> _Input data_:
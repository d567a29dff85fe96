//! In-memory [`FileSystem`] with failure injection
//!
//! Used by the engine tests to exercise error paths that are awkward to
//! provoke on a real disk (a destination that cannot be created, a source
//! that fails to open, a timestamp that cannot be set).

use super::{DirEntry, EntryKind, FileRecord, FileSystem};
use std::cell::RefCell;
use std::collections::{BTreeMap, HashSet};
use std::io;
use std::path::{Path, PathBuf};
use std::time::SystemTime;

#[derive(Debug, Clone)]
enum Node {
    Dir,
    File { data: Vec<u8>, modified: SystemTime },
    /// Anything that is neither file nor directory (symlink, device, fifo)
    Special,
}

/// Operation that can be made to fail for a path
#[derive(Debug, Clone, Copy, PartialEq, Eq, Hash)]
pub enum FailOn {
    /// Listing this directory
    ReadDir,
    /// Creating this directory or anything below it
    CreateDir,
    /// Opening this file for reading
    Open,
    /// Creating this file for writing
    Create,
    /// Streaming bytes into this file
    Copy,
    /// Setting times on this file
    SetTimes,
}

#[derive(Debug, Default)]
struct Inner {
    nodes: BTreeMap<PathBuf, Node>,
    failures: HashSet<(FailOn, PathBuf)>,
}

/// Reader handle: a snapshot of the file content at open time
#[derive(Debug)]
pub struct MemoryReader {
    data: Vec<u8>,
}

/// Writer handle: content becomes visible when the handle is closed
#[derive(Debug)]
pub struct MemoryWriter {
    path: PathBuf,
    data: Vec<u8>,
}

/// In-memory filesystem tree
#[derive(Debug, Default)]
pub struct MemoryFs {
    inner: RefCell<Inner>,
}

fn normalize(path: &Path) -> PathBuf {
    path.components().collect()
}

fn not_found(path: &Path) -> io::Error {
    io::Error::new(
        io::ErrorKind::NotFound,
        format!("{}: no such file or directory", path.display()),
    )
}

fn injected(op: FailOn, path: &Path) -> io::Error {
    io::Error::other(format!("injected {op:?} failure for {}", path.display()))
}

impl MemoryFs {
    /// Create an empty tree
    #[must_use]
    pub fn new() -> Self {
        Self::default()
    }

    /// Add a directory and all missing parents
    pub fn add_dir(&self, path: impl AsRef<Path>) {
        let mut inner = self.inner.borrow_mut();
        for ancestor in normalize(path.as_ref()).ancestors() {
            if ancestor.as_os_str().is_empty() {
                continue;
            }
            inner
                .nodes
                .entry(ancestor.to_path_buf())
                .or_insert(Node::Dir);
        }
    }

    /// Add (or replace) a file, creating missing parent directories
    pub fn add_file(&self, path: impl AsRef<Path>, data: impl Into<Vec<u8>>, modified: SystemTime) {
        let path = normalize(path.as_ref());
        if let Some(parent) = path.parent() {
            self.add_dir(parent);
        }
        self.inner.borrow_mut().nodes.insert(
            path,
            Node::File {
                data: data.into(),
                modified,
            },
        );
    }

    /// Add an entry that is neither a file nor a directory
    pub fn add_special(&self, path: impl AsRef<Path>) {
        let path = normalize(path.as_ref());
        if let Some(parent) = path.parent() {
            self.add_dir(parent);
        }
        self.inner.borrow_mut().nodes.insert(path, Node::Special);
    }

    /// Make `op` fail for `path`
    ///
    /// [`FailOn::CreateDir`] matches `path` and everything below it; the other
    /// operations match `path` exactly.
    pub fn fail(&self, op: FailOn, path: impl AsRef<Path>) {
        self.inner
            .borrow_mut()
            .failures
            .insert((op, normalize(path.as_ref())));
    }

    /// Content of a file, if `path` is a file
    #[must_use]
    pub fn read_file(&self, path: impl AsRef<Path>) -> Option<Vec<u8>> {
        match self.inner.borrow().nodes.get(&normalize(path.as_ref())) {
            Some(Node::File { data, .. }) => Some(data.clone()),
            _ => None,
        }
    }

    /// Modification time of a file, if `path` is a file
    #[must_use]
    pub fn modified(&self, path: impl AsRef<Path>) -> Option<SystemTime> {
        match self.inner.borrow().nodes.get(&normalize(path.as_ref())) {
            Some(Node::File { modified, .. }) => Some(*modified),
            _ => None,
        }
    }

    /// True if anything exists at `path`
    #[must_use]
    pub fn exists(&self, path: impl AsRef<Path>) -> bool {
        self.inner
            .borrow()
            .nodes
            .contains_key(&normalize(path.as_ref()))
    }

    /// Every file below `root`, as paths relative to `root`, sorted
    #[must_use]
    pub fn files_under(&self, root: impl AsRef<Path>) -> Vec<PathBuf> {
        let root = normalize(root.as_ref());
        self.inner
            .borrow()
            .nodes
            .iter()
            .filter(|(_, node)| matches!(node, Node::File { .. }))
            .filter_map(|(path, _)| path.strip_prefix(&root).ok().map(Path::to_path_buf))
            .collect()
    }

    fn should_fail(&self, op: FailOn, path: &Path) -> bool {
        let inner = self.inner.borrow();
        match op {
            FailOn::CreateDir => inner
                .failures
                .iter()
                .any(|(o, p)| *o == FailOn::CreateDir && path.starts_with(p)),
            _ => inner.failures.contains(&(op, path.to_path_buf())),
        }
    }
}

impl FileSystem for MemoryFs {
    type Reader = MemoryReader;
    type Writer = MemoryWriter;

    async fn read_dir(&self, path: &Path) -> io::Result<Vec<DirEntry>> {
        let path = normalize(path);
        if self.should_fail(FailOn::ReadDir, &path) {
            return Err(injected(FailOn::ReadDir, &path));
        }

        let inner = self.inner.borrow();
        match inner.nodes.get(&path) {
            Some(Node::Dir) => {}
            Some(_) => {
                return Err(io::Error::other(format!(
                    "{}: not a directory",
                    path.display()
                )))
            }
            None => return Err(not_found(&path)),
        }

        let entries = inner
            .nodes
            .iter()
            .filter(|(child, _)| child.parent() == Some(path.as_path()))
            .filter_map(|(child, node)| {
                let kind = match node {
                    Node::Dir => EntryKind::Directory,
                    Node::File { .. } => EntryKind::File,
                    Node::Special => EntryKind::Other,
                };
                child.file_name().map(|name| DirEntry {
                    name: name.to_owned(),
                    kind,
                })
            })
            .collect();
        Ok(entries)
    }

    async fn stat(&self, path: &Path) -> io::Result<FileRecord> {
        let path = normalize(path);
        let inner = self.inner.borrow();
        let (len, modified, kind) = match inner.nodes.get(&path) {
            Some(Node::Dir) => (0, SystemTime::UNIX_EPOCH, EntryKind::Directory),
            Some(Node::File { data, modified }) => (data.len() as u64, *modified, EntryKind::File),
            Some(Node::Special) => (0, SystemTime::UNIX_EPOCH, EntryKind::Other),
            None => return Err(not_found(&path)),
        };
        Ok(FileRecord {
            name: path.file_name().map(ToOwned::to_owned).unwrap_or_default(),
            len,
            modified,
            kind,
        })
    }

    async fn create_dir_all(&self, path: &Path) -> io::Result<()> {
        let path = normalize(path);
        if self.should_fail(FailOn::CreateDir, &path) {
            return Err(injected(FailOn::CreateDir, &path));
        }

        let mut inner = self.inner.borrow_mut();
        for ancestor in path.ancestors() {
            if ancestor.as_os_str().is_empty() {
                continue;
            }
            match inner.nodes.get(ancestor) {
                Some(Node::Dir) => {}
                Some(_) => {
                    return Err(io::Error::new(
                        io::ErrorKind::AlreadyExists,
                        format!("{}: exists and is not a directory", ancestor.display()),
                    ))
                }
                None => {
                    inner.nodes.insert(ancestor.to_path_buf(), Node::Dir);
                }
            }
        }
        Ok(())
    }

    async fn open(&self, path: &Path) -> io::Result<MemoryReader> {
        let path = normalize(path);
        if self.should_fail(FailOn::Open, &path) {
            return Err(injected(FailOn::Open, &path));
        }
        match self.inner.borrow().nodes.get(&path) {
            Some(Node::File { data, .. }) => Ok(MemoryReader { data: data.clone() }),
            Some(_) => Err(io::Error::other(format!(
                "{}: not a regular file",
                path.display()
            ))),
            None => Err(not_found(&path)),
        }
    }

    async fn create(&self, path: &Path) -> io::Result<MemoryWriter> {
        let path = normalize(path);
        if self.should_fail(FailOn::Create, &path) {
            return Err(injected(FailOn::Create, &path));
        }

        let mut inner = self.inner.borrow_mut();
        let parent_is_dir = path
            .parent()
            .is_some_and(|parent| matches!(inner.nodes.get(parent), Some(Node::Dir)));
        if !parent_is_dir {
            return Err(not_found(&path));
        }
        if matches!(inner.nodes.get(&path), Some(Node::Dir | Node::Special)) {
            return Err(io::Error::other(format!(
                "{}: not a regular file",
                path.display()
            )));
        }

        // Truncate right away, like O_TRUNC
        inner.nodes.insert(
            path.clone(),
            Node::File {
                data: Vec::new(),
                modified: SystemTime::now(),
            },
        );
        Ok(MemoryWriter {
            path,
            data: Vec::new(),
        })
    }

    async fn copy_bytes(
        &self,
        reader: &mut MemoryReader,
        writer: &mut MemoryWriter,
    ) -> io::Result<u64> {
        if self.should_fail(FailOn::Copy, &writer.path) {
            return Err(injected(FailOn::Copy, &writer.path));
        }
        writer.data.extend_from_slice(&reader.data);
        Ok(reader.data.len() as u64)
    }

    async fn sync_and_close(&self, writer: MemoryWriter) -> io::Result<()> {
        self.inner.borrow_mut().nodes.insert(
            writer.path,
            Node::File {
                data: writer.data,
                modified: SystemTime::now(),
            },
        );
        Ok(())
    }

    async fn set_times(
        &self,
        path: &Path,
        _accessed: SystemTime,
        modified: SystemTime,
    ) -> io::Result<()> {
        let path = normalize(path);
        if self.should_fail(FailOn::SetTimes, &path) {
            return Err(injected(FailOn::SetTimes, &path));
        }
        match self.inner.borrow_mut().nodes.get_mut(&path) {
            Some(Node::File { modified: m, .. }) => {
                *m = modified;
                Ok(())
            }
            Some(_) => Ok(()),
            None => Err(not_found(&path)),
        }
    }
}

--

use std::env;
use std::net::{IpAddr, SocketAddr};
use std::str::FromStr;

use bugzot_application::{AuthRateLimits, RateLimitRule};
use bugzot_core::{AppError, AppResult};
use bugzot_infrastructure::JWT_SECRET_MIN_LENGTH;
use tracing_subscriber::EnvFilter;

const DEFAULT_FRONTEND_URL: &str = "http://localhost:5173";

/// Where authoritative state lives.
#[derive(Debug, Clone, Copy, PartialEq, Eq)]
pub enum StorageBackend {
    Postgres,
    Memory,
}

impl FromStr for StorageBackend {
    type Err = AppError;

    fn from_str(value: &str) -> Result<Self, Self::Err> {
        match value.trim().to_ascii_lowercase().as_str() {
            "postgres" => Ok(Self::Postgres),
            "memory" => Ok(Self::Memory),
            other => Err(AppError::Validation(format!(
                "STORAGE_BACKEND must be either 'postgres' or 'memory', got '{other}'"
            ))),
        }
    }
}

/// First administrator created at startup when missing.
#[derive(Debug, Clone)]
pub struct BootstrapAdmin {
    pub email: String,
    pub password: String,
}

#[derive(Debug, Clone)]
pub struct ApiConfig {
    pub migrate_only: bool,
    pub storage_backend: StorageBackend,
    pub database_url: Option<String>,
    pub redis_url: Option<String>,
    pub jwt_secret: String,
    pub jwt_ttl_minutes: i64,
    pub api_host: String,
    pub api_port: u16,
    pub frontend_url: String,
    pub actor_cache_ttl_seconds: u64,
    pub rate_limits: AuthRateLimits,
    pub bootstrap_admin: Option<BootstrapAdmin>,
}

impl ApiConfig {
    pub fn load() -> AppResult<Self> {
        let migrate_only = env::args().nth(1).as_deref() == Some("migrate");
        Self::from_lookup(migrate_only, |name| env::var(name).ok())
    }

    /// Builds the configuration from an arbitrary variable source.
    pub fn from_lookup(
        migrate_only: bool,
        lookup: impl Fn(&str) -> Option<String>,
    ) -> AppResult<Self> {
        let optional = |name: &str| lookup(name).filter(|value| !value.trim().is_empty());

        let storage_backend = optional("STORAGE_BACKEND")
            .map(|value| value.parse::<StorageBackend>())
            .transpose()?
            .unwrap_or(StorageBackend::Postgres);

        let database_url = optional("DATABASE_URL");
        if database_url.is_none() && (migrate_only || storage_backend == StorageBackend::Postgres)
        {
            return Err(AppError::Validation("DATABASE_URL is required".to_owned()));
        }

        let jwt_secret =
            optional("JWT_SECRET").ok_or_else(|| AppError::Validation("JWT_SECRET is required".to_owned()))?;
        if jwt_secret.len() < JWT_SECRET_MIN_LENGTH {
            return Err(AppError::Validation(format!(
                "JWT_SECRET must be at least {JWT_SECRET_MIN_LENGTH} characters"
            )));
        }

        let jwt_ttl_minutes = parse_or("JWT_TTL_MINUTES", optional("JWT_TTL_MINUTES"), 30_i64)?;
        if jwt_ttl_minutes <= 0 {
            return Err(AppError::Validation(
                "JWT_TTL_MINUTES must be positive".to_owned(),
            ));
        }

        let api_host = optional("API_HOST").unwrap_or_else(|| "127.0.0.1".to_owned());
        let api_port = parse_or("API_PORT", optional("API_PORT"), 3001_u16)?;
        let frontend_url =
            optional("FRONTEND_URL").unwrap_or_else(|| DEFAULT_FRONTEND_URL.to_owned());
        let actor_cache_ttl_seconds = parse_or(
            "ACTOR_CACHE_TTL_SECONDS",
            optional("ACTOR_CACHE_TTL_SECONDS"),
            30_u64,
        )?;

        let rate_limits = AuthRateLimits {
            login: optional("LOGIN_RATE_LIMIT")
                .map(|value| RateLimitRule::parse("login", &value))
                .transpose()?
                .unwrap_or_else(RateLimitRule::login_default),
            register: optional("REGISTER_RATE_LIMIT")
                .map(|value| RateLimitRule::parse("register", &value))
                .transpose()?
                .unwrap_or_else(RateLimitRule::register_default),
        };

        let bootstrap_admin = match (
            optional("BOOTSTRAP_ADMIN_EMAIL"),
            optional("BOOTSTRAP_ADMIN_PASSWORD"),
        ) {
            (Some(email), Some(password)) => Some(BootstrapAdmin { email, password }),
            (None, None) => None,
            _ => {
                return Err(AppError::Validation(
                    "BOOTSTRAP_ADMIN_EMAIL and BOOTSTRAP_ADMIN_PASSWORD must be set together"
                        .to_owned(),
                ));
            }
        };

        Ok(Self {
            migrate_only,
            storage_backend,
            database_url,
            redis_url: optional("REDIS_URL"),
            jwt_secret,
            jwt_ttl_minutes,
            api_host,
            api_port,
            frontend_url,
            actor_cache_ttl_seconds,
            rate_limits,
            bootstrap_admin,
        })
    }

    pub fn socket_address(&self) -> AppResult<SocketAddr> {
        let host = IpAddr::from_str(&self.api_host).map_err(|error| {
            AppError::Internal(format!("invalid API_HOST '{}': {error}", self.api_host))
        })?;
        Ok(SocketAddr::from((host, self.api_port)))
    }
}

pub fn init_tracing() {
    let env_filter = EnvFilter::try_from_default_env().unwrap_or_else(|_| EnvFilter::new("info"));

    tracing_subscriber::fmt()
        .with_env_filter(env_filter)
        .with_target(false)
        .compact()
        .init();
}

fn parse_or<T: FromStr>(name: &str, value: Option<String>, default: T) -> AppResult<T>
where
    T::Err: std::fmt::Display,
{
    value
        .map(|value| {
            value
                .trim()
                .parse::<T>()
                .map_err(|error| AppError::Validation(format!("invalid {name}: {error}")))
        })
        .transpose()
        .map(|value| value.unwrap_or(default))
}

> _Prompt_: Report the number of lines in these entries that hold the word "RateLimitRule". Add nothing else.

> _Answer for this exercise_: 5